- Input records
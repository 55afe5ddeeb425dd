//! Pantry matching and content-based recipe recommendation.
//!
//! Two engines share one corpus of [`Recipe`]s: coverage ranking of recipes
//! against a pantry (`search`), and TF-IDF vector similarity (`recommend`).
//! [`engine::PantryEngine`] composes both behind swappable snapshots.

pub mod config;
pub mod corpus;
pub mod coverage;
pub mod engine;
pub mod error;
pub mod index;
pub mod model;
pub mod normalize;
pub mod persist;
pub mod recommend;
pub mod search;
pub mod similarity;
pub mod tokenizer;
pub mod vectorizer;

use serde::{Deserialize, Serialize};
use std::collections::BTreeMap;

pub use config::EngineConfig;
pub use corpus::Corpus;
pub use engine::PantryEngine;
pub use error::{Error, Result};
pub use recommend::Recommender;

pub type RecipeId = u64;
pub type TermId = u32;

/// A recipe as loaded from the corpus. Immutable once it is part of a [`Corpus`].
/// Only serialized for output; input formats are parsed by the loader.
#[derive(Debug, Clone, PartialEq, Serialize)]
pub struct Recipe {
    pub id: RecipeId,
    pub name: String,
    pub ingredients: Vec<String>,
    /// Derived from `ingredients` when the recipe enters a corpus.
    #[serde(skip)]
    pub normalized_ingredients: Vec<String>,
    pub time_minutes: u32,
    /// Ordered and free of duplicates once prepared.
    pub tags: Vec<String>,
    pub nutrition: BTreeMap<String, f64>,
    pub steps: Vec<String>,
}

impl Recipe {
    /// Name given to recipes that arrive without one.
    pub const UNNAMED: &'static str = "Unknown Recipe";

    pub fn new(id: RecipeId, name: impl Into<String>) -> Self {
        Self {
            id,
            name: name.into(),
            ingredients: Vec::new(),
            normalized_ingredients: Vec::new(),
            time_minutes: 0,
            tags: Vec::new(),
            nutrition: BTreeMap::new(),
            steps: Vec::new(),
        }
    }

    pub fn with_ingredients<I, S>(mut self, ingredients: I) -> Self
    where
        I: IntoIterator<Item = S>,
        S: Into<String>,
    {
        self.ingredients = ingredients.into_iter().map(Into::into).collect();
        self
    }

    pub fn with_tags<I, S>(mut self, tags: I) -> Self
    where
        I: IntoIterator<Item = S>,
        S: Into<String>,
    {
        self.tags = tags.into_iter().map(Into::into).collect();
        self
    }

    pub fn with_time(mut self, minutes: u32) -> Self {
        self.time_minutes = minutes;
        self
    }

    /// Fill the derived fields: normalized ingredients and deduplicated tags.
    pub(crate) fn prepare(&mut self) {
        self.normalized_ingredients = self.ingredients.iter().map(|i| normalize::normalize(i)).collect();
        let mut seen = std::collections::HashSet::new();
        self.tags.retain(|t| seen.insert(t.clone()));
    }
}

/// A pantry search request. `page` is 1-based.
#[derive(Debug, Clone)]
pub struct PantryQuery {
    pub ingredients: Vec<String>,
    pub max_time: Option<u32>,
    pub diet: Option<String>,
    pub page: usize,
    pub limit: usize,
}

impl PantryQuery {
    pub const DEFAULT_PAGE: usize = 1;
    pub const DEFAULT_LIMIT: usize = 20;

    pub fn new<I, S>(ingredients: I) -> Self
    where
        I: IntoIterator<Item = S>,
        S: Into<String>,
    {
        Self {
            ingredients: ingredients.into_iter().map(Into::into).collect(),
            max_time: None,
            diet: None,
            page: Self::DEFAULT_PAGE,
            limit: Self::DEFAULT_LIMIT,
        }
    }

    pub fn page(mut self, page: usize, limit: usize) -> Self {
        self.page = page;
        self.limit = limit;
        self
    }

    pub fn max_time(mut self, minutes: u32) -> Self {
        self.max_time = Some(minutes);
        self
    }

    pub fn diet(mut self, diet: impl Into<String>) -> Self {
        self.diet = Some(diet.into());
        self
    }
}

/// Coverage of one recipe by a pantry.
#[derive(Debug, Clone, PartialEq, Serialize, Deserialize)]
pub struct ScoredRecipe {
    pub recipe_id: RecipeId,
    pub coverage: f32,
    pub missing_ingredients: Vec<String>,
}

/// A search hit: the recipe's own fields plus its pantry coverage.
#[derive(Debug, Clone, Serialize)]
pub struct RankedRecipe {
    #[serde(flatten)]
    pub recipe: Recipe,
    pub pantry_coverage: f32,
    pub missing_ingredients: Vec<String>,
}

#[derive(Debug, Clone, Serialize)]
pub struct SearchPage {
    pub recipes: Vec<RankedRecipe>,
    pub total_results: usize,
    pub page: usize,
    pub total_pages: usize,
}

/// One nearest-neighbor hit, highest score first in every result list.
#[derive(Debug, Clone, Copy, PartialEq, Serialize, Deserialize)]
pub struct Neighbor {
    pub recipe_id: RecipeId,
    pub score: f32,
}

==

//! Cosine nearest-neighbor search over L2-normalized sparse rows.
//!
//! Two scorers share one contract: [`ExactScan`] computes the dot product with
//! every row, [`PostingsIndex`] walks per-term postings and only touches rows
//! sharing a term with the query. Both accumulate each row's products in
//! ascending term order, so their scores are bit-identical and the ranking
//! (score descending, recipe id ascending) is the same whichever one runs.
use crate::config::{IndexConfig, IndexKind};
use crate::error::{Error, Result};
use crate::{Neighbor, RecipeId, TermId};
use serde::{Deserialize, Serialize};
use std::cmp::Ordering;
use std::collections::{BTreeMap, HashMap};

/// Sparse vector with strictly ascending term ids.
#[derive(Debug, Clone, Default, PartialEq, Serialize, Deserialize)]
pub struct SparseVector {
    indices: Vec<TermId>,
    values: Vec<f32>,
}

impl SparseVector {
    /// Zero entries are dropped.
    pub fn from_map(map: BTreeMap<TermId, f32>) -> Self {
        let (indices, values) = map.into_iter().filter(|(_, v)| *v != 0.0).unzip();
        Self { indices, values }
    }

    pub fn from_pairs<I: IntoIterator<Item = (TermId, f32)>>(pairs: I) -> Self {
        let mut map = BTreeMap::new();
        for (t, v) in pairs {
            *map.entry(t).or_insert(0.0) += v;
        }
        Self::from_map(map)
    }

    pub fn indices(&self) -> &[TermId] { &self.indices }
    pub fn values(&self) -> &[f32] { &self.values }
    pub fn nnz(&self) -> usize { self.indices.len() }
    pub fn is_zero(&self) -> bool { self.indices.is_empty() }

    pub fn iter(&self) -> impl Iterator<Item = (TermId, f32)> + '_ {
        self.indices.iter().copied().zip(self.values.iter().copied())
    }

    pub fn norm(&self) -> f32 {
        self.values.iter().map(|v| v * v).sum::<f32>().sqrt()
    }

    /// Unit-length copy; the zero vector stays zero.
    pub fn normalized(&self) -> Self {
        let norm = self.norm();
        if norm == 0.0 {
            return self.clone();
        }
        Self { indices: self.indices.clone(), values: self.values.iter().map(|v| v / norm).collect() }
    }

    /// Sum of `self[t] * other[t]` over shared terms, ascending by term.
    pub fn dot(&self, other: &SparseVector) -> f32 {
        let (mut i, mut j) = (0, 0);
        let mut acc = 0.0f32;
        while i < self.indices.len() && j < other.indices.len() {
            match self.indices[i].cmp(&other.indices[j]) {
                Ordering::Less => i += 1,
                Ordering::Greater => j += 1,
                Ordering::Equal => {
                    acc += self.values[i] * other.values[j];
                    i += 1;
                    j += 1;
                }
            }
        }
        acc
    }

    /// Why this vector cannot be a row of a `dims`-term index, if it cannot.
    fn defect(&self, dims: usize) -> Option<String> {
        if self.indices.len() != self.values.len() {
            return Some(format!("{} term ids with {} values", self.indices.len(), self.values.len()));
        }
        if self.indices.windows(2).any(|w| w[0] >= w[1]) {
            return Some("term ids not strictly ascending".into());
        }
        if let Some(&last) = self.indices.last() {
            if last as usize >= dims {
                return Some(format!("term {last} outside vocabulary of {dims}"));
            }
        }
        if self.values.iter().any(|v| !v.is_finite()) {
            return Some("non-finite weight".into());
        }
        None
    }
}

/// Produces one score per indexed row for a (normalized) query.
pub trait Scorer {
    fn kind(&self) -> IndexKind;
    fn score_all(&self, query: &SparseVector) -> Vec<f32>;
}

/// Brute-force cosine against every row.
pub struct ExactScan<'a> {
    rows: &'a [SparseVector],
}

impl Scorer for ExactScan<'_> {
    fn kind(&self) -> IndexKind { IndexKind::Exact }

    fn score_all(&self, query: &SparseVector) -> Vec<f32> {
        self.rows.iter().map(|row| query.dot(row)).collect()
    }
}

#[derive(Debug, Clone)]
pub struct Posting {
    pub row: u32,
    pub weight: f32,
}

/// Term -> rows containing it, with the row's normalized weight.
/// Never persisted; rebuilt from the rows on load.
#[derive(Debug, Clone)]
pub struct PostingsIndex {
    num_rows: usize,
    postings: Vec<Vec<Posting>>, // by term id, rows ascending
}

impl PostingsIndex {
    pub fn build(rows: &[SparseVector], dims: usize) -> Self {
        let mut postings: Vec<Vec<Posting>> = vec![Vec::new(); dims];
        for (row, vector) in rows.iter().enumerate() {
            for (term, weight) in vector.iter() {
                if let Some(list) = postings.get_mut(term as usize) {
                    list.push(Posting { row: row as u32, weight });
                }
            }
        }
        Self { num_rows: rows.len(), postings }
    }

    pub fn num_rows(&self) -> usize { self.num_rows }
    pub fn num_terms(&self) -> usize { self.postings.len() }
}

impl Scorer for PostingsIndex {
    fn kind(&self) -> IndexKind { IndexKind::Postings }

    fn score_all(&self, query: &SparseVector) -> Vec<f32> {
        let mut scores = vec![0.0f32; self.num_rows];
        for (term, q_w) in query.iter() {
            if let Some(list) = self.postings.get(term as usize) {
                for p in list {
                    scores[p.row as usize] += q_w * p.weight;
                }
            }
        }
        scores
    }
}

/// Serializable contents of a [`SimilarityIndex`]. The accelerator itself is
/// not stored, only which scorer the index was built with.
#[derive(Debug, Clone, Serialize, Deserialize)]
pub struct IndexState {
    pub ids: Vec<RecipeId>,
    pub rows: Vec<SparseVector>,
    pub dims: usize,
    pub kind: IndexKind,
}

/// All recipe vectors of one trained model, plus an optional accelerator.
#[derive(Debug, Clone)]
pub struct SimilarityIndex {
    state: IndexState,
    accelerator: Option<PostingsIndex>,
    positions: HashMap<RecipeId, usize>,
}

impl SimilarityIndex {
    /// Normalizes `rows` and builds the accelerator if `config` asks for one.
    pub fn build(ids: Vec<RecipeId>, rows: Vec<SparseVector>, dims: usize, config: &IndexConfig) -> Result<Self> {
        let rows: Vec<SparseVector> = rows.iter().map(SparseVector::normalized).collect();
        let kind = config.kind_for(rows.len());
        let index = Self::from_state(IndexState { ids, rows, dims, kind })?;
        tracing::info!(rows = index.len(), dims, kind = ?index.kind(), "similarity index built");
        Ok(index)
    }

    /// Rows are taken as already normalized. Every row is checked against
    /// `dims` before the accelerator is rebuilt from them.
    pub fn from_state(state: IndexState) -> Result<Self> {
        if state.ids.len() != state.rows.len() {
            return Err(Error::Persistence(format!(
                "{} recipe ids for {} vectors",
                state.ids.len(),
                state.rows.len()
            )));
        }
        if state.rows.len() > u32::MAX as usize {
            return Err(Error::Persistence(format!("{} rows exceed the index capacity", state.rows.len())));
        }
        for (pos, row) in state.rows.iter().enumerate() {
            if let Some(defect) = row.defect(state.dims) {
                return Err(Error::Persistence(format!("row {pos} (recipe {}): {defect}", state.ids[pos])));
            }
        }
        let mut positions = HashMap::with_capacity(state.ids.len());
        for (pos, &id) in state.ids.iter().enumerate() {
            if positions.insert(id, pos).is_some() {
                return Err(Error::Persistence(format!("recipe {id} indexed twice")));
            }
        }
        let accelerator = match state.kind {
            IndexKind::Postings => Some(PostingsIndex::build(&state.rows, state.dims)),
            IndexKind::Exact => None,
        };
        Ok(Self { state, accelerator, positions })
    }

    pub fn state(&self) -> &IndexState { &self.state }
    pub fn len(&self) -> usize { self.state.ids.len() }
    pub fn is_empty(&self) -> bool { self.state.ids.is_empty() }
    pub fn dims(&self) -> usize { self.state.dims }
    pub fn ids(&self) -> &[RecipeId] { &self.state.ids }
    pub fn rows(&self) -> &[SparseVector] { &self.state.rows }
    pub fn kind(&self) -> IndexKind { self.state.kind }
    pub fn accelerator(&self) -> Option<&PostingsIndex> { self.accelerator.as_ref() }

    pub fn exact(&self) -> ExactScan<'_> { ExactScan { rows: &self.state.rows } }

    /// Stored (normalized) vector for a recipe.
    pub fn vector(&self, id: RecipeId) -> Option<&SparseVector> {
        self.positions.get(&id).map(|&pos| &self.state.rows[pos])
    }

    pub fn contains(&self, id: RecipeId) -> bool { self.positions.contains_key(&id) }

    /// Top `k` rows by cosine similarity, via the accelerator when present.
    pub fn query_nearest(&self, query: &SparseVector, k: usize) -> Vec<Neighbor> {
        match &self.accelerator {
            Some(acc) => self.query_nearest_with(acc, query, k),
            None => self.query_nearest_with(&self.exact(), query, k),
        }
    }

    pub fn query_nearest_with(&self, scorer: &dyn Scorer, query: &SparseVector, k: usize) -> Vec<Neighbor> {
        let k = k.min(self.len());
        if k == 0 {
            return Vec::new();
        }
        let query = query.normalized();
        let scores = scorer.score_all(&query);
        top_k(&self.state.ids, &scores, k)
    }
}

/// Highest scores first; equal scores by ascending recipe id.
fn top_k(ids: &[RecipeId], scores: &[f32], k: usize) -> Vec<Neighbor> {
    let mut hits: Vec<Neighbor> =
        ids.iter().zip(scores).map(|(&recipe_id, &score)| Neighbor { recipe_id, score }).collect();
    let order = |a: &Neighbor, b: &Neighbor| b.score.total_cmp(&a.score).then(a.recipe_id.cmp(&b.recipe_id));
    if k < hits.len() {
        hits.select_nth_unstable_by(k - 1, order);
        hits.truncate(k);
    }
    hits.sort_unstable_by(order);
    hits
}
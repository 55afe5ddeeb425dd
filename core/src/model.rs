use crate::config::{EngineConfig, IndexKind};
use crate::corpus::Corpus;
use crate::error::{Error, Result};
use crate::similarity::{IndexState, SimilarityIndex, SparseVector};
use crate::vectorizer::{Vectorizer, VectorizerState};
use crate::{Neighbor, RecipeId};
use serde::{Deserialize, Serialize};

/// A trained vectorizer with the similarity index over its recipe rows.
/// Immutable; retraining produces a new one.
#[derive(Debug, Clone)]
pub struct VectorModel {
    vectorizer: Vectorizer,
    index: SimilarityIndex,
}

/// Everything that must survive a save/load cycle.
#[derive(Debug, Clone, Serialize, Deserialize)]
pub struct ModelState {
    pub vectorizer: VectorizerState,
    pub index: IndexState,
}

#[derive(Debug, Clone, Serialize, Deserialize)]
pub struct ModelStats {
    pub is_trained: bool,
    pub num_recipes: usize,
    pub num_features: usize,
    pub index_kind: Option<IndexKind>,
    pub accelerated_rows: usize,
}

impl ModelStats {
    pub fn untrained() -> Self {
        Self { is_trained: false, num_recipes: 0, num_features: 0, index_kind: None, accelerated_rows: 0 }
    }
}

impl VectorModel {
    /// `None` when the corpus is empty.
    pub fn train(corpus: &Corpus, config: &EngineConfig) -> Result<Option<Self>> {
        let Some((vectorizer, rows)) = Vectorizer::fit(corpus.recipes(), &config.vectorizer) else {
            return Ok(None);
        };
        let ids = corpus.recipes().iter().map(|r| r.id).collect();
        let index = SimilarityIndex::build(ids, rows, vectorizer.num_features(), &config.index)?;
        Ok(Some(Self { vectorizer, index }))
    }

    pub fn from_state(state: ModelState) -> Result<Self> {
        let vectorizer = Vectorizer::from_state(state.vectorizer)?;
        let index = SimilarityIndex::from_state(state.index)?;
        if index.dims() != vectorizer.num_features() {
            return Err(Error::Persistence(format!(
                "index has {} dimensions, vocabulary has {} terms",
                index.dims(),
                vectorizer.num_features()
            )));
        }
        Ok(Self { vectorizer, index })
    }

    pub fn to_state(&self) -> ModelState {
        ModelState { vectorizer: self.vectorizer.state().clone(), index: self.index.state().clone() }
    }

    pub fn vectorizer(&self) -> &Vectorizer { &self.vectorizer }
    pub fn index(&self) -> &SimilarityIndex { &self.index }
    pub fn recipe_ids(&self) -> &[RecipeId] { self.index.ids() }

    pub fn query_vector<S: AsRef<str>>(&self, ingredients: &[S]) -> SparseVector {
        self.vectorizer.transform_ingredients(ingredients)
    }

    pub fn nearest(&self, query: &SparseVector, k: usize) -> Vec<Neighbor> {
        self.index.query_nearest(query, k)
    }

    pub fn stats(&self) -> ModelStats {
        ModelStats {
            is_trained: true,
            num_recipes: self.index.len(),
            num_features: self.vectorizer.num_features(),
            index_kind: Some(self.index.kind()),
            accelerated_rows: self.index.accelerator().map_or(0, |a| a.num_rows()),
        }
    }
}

--

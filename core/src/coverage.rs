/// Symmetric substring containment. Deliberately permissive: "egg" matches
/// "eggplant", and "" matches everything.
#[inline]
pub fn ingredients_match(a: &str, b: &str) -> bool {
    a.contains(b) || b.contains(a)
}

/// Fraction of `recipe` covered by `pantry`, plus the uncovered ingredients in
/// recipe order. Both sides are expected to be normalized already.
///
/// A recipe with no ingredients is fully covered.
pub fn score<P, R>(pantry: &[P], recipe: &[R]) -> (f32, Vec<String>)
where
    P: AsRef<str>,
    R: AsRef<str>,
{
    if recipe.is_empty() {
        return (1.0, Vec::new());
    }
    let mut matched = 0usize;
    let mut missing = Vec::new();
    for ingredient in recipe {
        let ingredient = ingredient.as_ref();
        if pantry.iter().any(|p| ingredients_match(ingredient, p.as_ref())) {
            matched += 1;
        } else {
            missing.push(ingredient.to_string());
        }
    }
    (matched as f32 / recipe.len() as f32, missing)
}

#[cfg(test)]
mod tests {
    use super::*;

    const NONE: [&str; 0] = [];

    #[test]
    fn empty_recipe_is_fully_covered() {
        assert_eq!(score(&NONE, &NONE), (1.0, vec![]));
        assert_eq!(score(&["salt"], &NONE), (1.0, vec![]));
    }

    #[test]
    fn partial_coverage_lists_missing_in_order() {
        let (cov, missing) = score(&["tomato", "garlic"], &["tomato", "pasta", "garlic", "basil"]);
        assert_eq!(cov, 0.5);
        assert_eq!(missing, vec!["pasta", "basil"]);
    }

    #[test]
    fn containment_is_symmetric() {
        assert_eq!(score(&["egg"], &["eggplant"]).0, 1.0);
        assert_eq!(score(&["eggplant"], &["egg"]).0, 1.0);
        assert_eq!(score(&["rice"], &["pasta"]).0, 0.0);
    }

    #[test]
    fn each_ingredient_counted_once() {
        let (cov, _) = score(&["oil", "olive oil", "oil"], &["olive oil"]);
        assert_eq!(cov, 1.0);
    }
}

- Work to be completed
Go through the listing above and return each line where the word "config" occurs.

- Response below
pub mod config;
pub use config::EngineConfig;
use crate::config::{IndexConfig, IndexKind};
    /// Normalizes `rows` and builds the accelerator if `config` asks for one.
    pub fn build(ids: Vec<RecipeId>, rows: Vec<SparseVector>, dims: usize, config: &IndexConfig) -> Result<Self> {
        let kind = config.kind_for(rows.len());
use crate::config::{EngineConfig, IndexKind};
    pub fn train(corpus: &Corpus, config: &EngineConfig) -> Result<Option<Self>> {
        let Some((vectorizer, rows)) = Vectorizer::fit(corpus.recipes(), &config.vectorizer) else {
        let index = SimilarityIndex::build(ids, rows, vectorizer.num_features(), &config.index)?;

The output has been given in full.